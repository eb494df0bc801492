//! Team management and the team listing with embedded drivers.

use log::{debug, info};

use super::error::{ChampionshipError, ChampionshipResult, ConflictKind};
use super::validation::validate_team;
use crate::api::{NewTeam, Team, TeamDetail, TeamId};
use crate::db::repository::FullRepository;

fn duplicate_name(name: &str) -> ChampionshipError {
    ChampionshipError::conflict(
        ConflictKind::DuplicateTeamName,
        format!("A team named '{}' already exists.", name),
    )
}

fn team_not_found(team_id: TeamId) -> ChampionshipError {
    ChampionshipError::not_found(format!("Team {} not found.", team_id))
}

/// Fail if a team other than `exclude` already uses `name`.
async fn ensure_name_free<R: FullRepository + ?Sized>(
    repo: &R,
    name: &str,
    exclude: Option<TeamId>,
) -> ChampionshipResult<()> {
    match repo.find_team_by_name(name).await? {
        Some(holder) if Some(holder.id) != exclude => {
            debug!("Rejecting team name '{}': held by team {}", name, holder.id);
            Err(duplicate_name(name))
        }
        _ => Ok(()),
    }
}

pub async fn create_team<R: FullRepository + ?Sized>(
    repo: &R,
    candidate: &NewTeam,
) -> ChampionshipResult<Team> {
    validate_team(candidate)?;
    ensure_name_free(repo, &candidate.name, None).await?;

    let team = repo.insert_team(candidate).await.map_err(|e| {
        ChampionshipError::from_store(
            e,
            ConflictKind::DuplicateTeamName,
            duplicate_name(&candidate.name).to_string(),
        )
    })?;
    info!("Created team {} '{}'", team.id, team.name);
    Ok(team)
}

/// All teams in id order, each with the drivers currently referencing it.
pub async fn list_teams<R: FullRepository + ?Sized>(
    repo: &R,
) -> ChampionshipResult<Vec<TeamDetail>> {
    let teams = repo.list_teams().await?;
    let drivers = repo.list_drivers().await?;

    Ok(teams
        .into_iter()
        .map(|team| {
            let drivers = drivers
                .iter()
                .filter(|d| d.team_id == Some(team.id))
                .cloned()
                .collect();
            TeamDetail { team, drivers }
        })
        .collect())
}

pub async fn get_team<R: FullRepository + ?Sized>(
    repo: &R,
    team_id: TeamId,
) -> ChampionshipResult<TeamDetail> {
    let team = repo
        .get_team(team_id)
        .await?
        .ok_or_else(|| team_not_found(team_id))?;
    let drivers = repo.list_drivers_for_team(team_id).await?;
    Ok(TeamDetail { team, drivers })
}

/// Overwrite a team. Renaming onto another team's name is a conflict.
pub async fn update_team<R: FullRepository + ?Sized>(
    repo: &R,
    team_id: TeamId,
    candidate: &NewTeam,
) -> ChampionshipResult<Team> {
    validate_team(candidate)?;
    if repo.get_team(team_id).await?.is_none() {
        return Err(team_not_found(team_id));
    }
    ensure_name_free(repo, &candidate.name, Some(team_id)).await?;

    let team = repo
        .update_team(team_id, candidate)
        .await
        .map_err(|e| {
            ChampionshipError::from_store(
                e,
                ConflictKind::DuplicateTeamName,
                duplicate_name(&candidate.name).to_string(),
            )
        })?
        .ok_or_else(|| team_not_found(team_id))?;
    info!("Updated team {} '{}'", team.id, team.name);
    Ok(team)
}

/// Delete a team. Its drivers are kept and lose their team reference.
pub async fn delete_team<R: FullRepository + ?Sized>(
    repo: &R,
    team_id: TeamId,
) -> ChampionshipResult<Team> {
    let team = repo
        .delete_team(team_id)
        .await?
        .ok_or_else(|| team_not_found(team_id))?;
    info!("Deleted team {} '{}'", team.id, team.name);
    Ok(team)
}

_Requirement_
The records are to be duplicated in full, with every word kept exactly.

_Solution to this task_
repository eb494df0bc801492
//! Team management and the team listing with embedded drivers.

use log::{debug, info};

use super::error::{ChampionshipError, ChampionshipResult, ConflictKind};
use super::validation::validate_team;
use crate::api::{NewTeam, Team, TeamDetail, TeamId};
use crate::db::repository::FullRepository;

fn duplicate_name(name: &str) -> ChampionshipError {
    ChampionshipError::conflict(
        ConflictKind::DuplicateTeamName,
        format!("A team named '{}' already exists.", name),
    )
}

fn team_not_found(team_id: TeamId) -> ChampionshipError {
    ChampionshipError::not_found(format!("Team {} not found.", team_id))
}

/// Fail if a team other than `exclude` already uses `name`.
async fn ensure_name_free<R: FullRepository + ?Sized>(
    repo: &R,
    name: &str,
    exclude: Option<TeamId>,
) -> ChampionshipResult<()> {
    match repo.find_team_by_name(name).await? {
        Some(holder) if Some(holder.id) != exclude => {
            debug!("Rejecting team name '{}': held by team {}", name, holder.id);
            Err(duplicate_name(name))
        }
        _ => Ok(()),
    }
}

pub async fn create_team<R: FullRepository + ?Sized>(
    repo: &R,
    candidate: &NewTeam,
) -> ChampionshipResult<Team> {
    validate_team(candidate)?;
    ensure_name_free(repo, &candidate.name, None).await?;

    let team = repo.insert_team(candidate).await.map_err(|e| {
        ChampionshipError::from_store(
            e,
            ConflictKind::DuplicateTeamName,
            duplicate_name(&candidate.name).to_string(),
        )
    })?;
    info!("Created team {} '{}'", team.id, team.name);
    Ok(team)
}

/// All teams in id order, each with the drivers currently referencing it.
pub async fn list_teams<R: FullRepository + ?Sized>(
    repo: &R,
) -> ChampionshipResult<Vec<TeamDetail>> {
    let teams = repo.list_teams().await?;
    let drivers = repo.list_drivers().await?;

    Ok(teams
        .into_iter()
        .map(|team| {
            let drivers = drivers
                .iter()
                .filter(|d| d.team_id == Some(team.id))
                .cloned()
                .collect();
            TeamDetail { team, drivers }
        })
        .collect())
}

pub async fn get_team<R: FullRepository + ?Sized>(
    repo: &R,
    team_id: TeamId,
) -> ChampionshipResult<TeamDetail> {
    let team = repo
        .get_team(team_id)
        .await?
        .ok_or_else(|| team_not_found(team_id))?;
    let drivers = repo.list_drivers_for_team(team_id).await?;
    Ok(TeamDetail { team, drivers })
}

/// Overwrite a team. Renaming onto another team's name is a conflict.
pub async fn update_team<R: FullRepository + ?Sized>(
    repo: &R,
    team_id: TeamId,
    candidate: &NewTeam,
) -> ChampionshipResult<Team> {
    validate_team(candidate)?;
    if repo.get_team(team_id).await?.is_none() {
        return Err(team_not_found(team_id));
    }
    ensure_name_free(repo, &candidate.name, Some(team_id)).await?;

    let team = repo
        .update_team(team_id, candidate)
        .await
        .map_err(|e| {
            ChampionshipError::from_store(
                e,
                ConflictKind::DuplicateTeamName,
                duplicate_name(&candidate.name).to_string(),
            )
        })?
        .ok_or_else(|| team_not_found(team_id))?;
    info!("Updated team {} '{}'", team.id, team.name);
    Ok(team)
}

/// Delete a team. Its drivers are kept and lose their team reference.
pub async fn delete_team<R: FullRepository + ?Sized>(
    repo: &R,
    team_id: TeamId,
) -> ChampionshipResult<Team> {
    let team = repo
        .delete_team(team_id)
        .await?
        .ok_or_else(|| team_not_found(team_id))?;
    info!("Deleted team {} '{}'", team.id, team.name);
    Ok(team)
}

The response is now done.